## ASSIGNMENT
Spot each line in the records below where the word "blob" occurs, then copy it.

━━━ RAW DATA ━━━

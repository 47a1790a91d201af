//! Configuration module
//!
//! Options shared by every provider command: where the video goes, how
//! often to poll, how long to wait and how output is rendered.

use anyhow::{Context, Result};
use clap::Args;
use framecast_runner::{PollerConfig, RetryConfig, UnknownStatusPolicy};
use std::path::PathBuf;
use std::time::Duration;

/// Flags accepted before the provider subcommand
#[derive(Debug, Clone, Args)]
pub struct GlobalArgs {
    /// Exact path to save the video (default: generated under --output-dir)
    #[arg(long, global = true, conflicts_with = "output_dir")]
    pub output: Option<PathBuf>,

    /// Directory for generated file names
    #[arg(long, global = true, default_value = "outputs")]
    pub output_dir: PathBuf,

    /// Seconds between status checks
    #[arg(long, global = true, default_value_t = 10)]
    pub poll_interval: u64,

    /// Give up after this many seconds without a final status
    #[arg(long, global = true, default_value_t = 1200)]
    pub max_wait: u64,

    /// Fail after this many consecutive unrecognized statuses (default: keep polling)
    #[arg(long, global = true, value_name = "N")]
    pub fail_on_unknown: Option<u32>,

    /// Retries for transient network and server errors, per request
    #[arg(long, global = true, default_value_t = 3)]
    pub max_retries: u32,

    /// Print the final outcome as JSON
    #[arg(long, global = true)]
    pub json: bool,

    /// Show runner logs on stderr (-v info, -vv debug)
    #[arg(short, long, global = true, action = clap::ArgAction::Count)]
    pub verbose: u8,
}

impl GlobalArgs {
    /// Log filter used when RUST_LOG is not set
    pub fn default_log_filter(&self) -> &'static str {
        match self.verbose {
            0 => "framecast=warn",
            1 => "framecast=info",
            _ => "framecast=debug",
        }
    }
}

/// CLI configuration
#[derive(Debug, Clone)]
pub struct Config {
    /// Explicit destination, if the user gave one
    pub output: Option<PathBuf>,

    /// Root for generated destinations
    pub output_dir: PathBuf,

    pub poller: PollerConfig,

    /// Emit the outcome as JSON instead of a colored summary
    pub json: bool,
}

impl Config {
    /// Builds and validates the configuration from parsed flags
    pub fn from_args(args: &GlobalArgs) -> Result<Self> {
        let unknown_status = match args.fail_on_unknown {
            Some(n) => UnknownStatusPolicy::FailAfter(n),
            None => UnknownStatusPolicy::KeepPolling,
        };

        let poller = PollerConfig::new(
            Duration::from_secs(args.poll_interval),
            Duration::from_secs(args.max_wait),
        )
        .with_retry(RetryConfig {
            max_attempts: args.max_retries,
            ..RetryConfig::default()
        })
        .with_unknown_status(unknown_status);

        poller.validate().context("Invalid polling options")?;

        Ok(Self {
            output: args.output.clone(),
            output_dir: args.output_dir.clone(),
            poller,
            json: args.json,
        })
    }
}

#[cfg(test)]
mod tests {
    use super::*;
    use clap::Parser;

    #[derive(Parser)]
    struct TestCli {
        #[command(flatten)]
        global: GlobalArgs,
    }

    fn parse(args: &[&str]) -> GlobalArgs {
        let mut argv = vec!["framecast"];
        argv.extend_from_slice(args);
        TestCli::parse_from(argv).global
    }

    #[test]
    fn test_defaults() {
        let config = Config::from_args(&parse(&[])).unwrap();
        assert_eq!(config.output_dir, PathBuf::from("outputs"));
        assert_eq!(config.poller.poll_interval, Duration::from_secs(10));
        assert_eq!(config.poller.max_wait, Duration::from_secs(1200));
        assert_eq!(config.poller.unknown_status, UnknownStatusPolicy::KeepPolling);
        assert_eq!(config.poller.retry.max_attempts, 3);
        assert!(!config.json);
    }

    #[test]
    fn test_fail_on_unknown_sets_policy() {
        let config = Config::from_args(&parse(&["--fail-on-unknown", "2"])).unwrap();
        assert_eq!(
            config.poller.unknown_status,
            UnknownStatusPolicy::FailAfter(2)
        );
    }

    #[test]
    fn test_invalid_timing_rejected() {
        let args = parse(&["--poll-interval", "30", "--max-wait", "10"]);
        assert!(Config::from_args(&args).is_err());
    }

    #[test]
    fn test_verbosity_controls_filter() {
        assert_eq!(parse(&[]).default_log_filter(), "framecast=warn");
        assert_eq!(parse(&["-vv"]).default_log_filter(), "framecast=debug");
    }
}
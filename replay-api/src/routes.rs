//! Route configuration for the replay API

use axum::{
    routing::{get, post},
    Router,
};
use tower::limit::GlobalConcurrencyLimitLayer;
use tower_http::limit::RequestBodyLimitLayer;

use crate::handlers;
use crate::state::AppState;

/// Create the main application router
pub fn create_router(state: AppState) -> Router {
    Router::new()
        // Session lifecycle
        .route("/api/sessions", post(handlers::create_session_handler))
        .route(
            "/api/sessions/:id",
            get(handlers::get_session_handler).delete(handlers::delete_session_handler),
        )

        // Console actions
        .route("/api/sessions/:id/run", post(handlers::run_handler))
        .route("/api/sessions/:id/input", post(handlers::input_handler))

        // Health check
        .route("/health", get(handlers::health_handler))
        .with_state(state)
}

/// Source files and input lines are small; anything past this is refused.
pub const MAX_BODY_BYTES: usize = 256 * 1024;

/// Server-wide request limits. `axum` layers every route separately, so the
/// concurrency limit must be the global variant to share one semaphore.
pub fn limit_requests(router: Router, max_concurrent: usize, max_body_bytes: usize) -> Router {
    router
        .layer(RequestBodyLimitLayer::new(max_body_bytes))
        .layer(GlobalConcurrencyLimitLayer::new(max_concurrent.max(1)))
}
//! Data models for API requests and responses

use replay_core::{ConsoleSnapshot, Phase, Program, Termination};
use serde::{Deserialize, Serialize};
use utoipa::ToSchema;
use uuid::Uuid;

// ============================================================================
// Request Models
// ============================================================================

/// Request body for starting a run
#[derive(Debug, Deserialize, ToSchema)]
pub struct RunRequest {
    /// Backend language name
    #[schema(example = "python")]
    pub language: String,

    /// Language version ("*" for the newest installed)
    #[serde(default = "default_version")]
    #[schema(example = "3.10.0")]
    pub version: String,

    /// Full program source
    #[schema(example = "n = input('Enter a number:\\n')\nprint('You entered:', n)")]
    pub source: String,
}

fn default_version() -> String {
    "*".to_string()
}

impl From<RunRequest> for Program {
    fn from(req: RunRequest) -> Self {
        Program::new(req.language, req.version, req.source)
    }
}

/// Request body for submitting a line of input
#[derive(Debug, Deserialize, ToSchema)]
pub struct InputRequest {
    /// The line typed by the user, without a trailing newline
    #[schema(example = "5")]
    pub line: String,
}

// ============================================================================
// Response Models
// ============================================================================

/// Generic API response wrapper
#[derive(Debug, Serialize, Deserialize)]
pub struct ApiResponse<T> {
    /// Whether the operation succeeded
    pub success: bool,

    /// Response data (present on success)
    #[serde(skip_serializing_if = "Option::is_none")]
    pub data: Option<T>,

    /// Error information (present on failure)
    #[serde(skip_serializing_if = "Option::is_none")]
    pub error: Option<ApiError>,
}

impl<T> ApiResponse<T> {
    pub fn success(data: T) -> Self {
        Self {
            success: true,
            data: Some(data),
            error: None,
        }
    }

    pub fn error(error: ApiError) -> Self {
        Self {
            success: false,
            data: None,
            error: Some(error),
        }
    }
}

/// Error information in API responses
#[derive(Debug, Serialize, Deserialize, ToSchema)]
pub struct ApiError {
    /// Error code (e.g., "SESSION_NOT_FOUND", "INPUT_REJECTED")
    #[schema(example = "INPUT_REJECTED")]
    pub code: String,

    /// Human-readable error message
    #[schema(example = "the session has ended; start a new run")]
    pub message: String,

    /// Helpful suggestion for fixing the error
    #[serde(skip_serializing_if = "Option::is_none")]
    pub help: Option<String>,
}

/// Console state of one session
#[derive(Debug, Serialize, Deserialize, ToSchema)]
pub struct SessionView {
    /// Session identifier
    pub id: Uuid,

    /// Run counter; bumps on every run request
    #[schema(example = 1)]
    pub generation: u64,

    /// Lines to display, replacing any previously shown transcript
    pub transcript: Vec<String>,

    /// The program is blocked on a prompt
    pub waiting: bool,

    /// A backend call is in flight
    pub running: bool,

    /// The session ended in a failure
    pub failed: bool,

    /// idle | running | waiting_for_input | terminal
    #[schema(example = "waiting_for_input")]
    pub phase: String,

    /// How a terminal session ended
    #[serde(skip_serializing_if = "Option::is_none")]
    #[schema(example = "completed")]
    pub outcome: Option<String>,
}

impl SessionView {
    pub fn new(id: Uuid, snapshot: ConsoleSnapshot) -> Self {
        let (phase, outcome) = match snapshot.phase {
            Phase::Idle => ("idle", None),
            Phase::Running => ("running", None),
            Phase::WaitingForInput => ("waiting_for_input", None),
            Phase::Terminal(t) => ("terminal", Some(termination_name(t))),
        };
        Self {
            id,
            generation: snapshot.generation,
            transcript: snapshot.transcript,
            waiting: snapshot.waiting,
            running: snapshot.running,
            failed: snapshot.failed,
            phase: phase.to_string(),
            outcome: outcome.map(str::to_string),
        }
    }
}

fn termination_name(termination: Termination) -> &'static str {
    match termination {
        Termination::Completed => "completed",
        Termination::RuntimeError => "runtime_error",
        Termination::CompileError => "compile_error",
        Termination::TransportError => "transport_error",
    }
}

/// Health check response
#[derive(Debug, Serialize, Deserialize, ToSchema)]
pub struct HealthCheck {
    /// Service status
    #[schema(example = "healthy")]
    pub status: String,

    /// Service version
    #[schema(example = "2026.10.1")]
    pub version: String,

    /// Number of live console sessions
    #[schema(example = 3)]
    pub sessions: usize,
}

#[cfg(test)]
mod tests {
    use super::*;

    #[test]
    fn test_run_request_default_version() {
        let req: RunRequest =
            serde_json::from_str(r#"{"language":"python","source":"print(1)"}"#).unwrap();
        assert_eq!(req.version, "*");
        let program = Program::from(req);
        assert_eq!(program.language, "python");
    }

    #[test]
    fn test_view_of_terminal_snapshot() {
        let snapshot = ConsoleSnapshot {
            generation: 2,
            transcript: vec!["error: ...".into()],
            waiting: false,
            running: false,
            failed: true,
            phase: Phase::Terminal(Termination::CompileError),
        };
        let view = SessionView::new(Uuid::nil(), snapshot);
        assert_eq!(view.phase, "terminal");
        assert_eq!(view.outcome.as_deref(), Some("compile_error"));
    }

    #[test]
    fn test_error_envelope_omits_data() {
        let body = ApiResponse::<()>::error(ApiError {
            code: "SESSION_NOT_FOUND".into(),
            message: "missing".into(),
            help: None,
        });
        let json = serde_json::to_value(&body).unwrap();
        assert_eq!(json["success"], false);
        assert!(json.get("data").is_none());
        assert!(json["error"].get("help").is_none());
    }
}
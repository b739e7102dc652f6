//! replay - interactive terminal sessions on a one-shot execution backend
//! Command-line interface for running programs through the replay console

mod language;
mod render;

use std::io::Write;
use std::path::{Path, PathBuf};

use anyhow::{Context, bail};
use clap::{Parser, Subcommand};
use colored::*;
use replay_core::{
    Console, ConsoleConfig, ConsoleSnapshot, Dispatch, Phase, PistonClient, Program, Revealer,
    Termination,
};
use tokio::io::{AsyncBufReadExt, BufReader};
use tracing_subscriber::EnvFilter;

use render::Renderer;

#[derive(Parser)]
#[command(name = "replay")]
#[command(author = "Replay Contributors")]
#[command(version = "2026.10.1")]
#[command(about = "Run programs on a Piston backend as interactive terminal sessions", long_about = None)]
struct Cli {
    /// TOML configuration file
    #[arg(short, long, global = true, env = "REPLAY_CONFIG", value_name = "PATH")]
    config: Option<PathBuf>,

    /// Log backend round trips to stderr
    #[arg(short, long, global = true)]
    verbose: bool,

    #[command(subcommand)]
    command: Commands,
}

#[derive(Subcommand)]
enum Commands {
    /// Run a source file interactively
    Run {
        /// Source file to execute
        #[arg(value_name = "FILE")]
        file: PathBuf,

        /// Backend language name (inferred from the extension when omitted)
        #[arg(short, long)]
        language: Option<String>,

        /// Language version; "*" picks the newest installed one
        #[arg(short = 'r', long = "runtime-version", default_value = "*")]
        runtime_version: String,

        /// Execute endpoint, overriding the configuration
        #[arg(long, value_name = "URL")]
        endpoint: Option<String>,

        /// Run timeout in milliseconds, overriding the configuration
        #[arg(long, value_name = "MS")]
        run_timeout: Option<u64>,
    },

    /// Show how a saved output blob would be revealed
    Reveal {
        /// File holding the full program output
        #[arg(value_name = "OUTPUT")]
        output: PathBuf,

        /// Number of prompts already answered
        #[arg(short, long, default_value_t = 0)]
        answered: usize,
    },
}

#[tokio::main]
async fn main() {
    let cli = Cli::parse();
    init_tracing(cli.verbose);

    let result = match load_config(cli.config.as_deref()) {
        Ok(config) => match cli.command {
            Commands::Run {
                file,
                language,
                runtime_version,
                endpoint,
                run_timeout,
            } => {
                let mut config = config;
                if let Some(endpoint) = endpoint {
                    config.endpoint = endpoint;
                }
                if let Some(ms) = run_timeout {
                    config.limits.run_timeout_ms = ms;
                }
                run_command(&config, &file, language, runtime_version).await
            }
            Commands::Reveal { output, answered } => reveal_command(&config, &output, answered),
        },
        Err(e) => Err(e),
    };

    match result {
        Ok(code) => std::process::exit(code),
        Err(e) => {
            eprintln!("{} {:#}", "error:".red().bold(), e);
            std::process::exit(1);
        }
    }
}

fn init_tracing(verbose: bool) {
    let default = if verbose { "replay_core=debug" } else { "warn" };
    tracing_subscriber::fmt()
        .with_env_filter(
            EnvFilter::try_from_default_env().unwrap_or_else(|_| EnvFilter::new(default)),
        )
        .with_writer(std::io::stderr)
        .init();
}

fn load_config(path: Option<&Path>) -> anyhow::Result<ConsoleConfig> {
    let config = match path {
        Some(path) => ConsoleConfig::load(path)
            .with_context(|| format!("failed to load config {}", path.display()))?,
        None => ConsoleConfig::default(),
    };
    Ok(config.with_env()?)
}

// ============================================================================
// Commands
// ============================================================================

async fn run_command(
    config: &ConsoleConfig,
    file: &Path,
    language: Option<String>,
    version: String,
) -> anyhow::Result<i32> {
    let source = std::fs::read_to_string(file)
        .with_context(|| format!("failed to read {}", file.display()))?;
    let language = match language {
        Some(language) => language,
        None => match language::infer(file) {
            Some(language) => language.to_string(),
            None => bail!(
                "cannot infer the language of {}; pass --language",
                file.display()
            ),
        },
    };

    println!(
        "{} {} ({} {}) on {}",
        "Running".green().bold(),
        file.display().to_string().cyan(),
        language,
        version,
        config.endpoint.dimmed()
    );

    tracing::debug!(file = %file.display(), %language, %version, "starting session");
    let console = Console::with_config(PistonClient::from_config(config), config);
    let mut renderer = Renderer::new();
    let mut stdin = BufReader::new(tokio::io::stdin()).lines();

    let mut dispatch = console
        .start_session(Program::new(language, version, source))
        .await;

    loop {
        let snapshot = match dispatch {
            Dispatch::Applied(snapshot) => snapshot,
            Dispatch::Superseded => bail!("session was superseded"),
            Dispatch::Ignored(reason) => bail!("input rejected: {}", reason),
        };
        renderer.render(&snapshot);

        if !snapshot.waiting {
            return Ok(finish(&snapshot));
        }

        print!("{} ", ">".green());
        std::io::stdout().flush()?;

        let Some(line) = stdin.next_line().await? else {
            println!();
            println!("{}", "stdin closed while the program was waiting".yellow());
            return Ok(1);
        };
        tracing::debug!(generation = snapshot.generation, "sending input line");
        dispatch = console.submit_input(line).await;
    }
}

fn finish(snapshot: &ConsoleSnapshot) -> i32 {
    match snapshot.phase {
        Phase::Terminal(Termination::Completed) => {
            println!("{}", "Program finished".green().bold());
            0
        }
        Phase::Terminal(Termination::RuntimeError) => {
            println!("{}", "Program reported an error".red().bold());
            1
        }
        Phase::Terminal(Termination::CompileError) => {
            println!("{}", "Compilation failed".red().bold());
            1
        }
        Phase::Terminal(Termination::TransportError) => 1,
        Phase::Idle | Phase::Running | Phase::WaitingForInput => 1,
    }
}

fn reveal_command(config: &ConsoleConfig, output: &Path, answered: usize) -> anyhow::Result<i32> {
    let blob = std::fs::read_to_string(output)
        .with_context(|| format!("failed to read {}", output.display()))?;
    let decision = Revealer::new(config.markers.clone()).reveal(&blob, answered);

    for line in &decision.lines {
        println!("{}", line);
    }
    println!();

    let status = if decision.failed {
        "failed".red().bold()
    } else if decision.now_waiting {
        "waiting for input".yellow().bold()
    } else {
        "finished".green().bold()
    };
    println!(
        "{} {} line(s) shown, {}",
        "Reveal:".bold(),
        decision.lines.len(),
        status
    );
    Ok(0)
}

━━━

## EXERCISE RESPONSE
    /// Show how a saved output blob would be revealed
    let blob = std::fs::read_to_string(output)
    let decision = Revealer::new(config.markers.clone()).reveal(&blob, answered);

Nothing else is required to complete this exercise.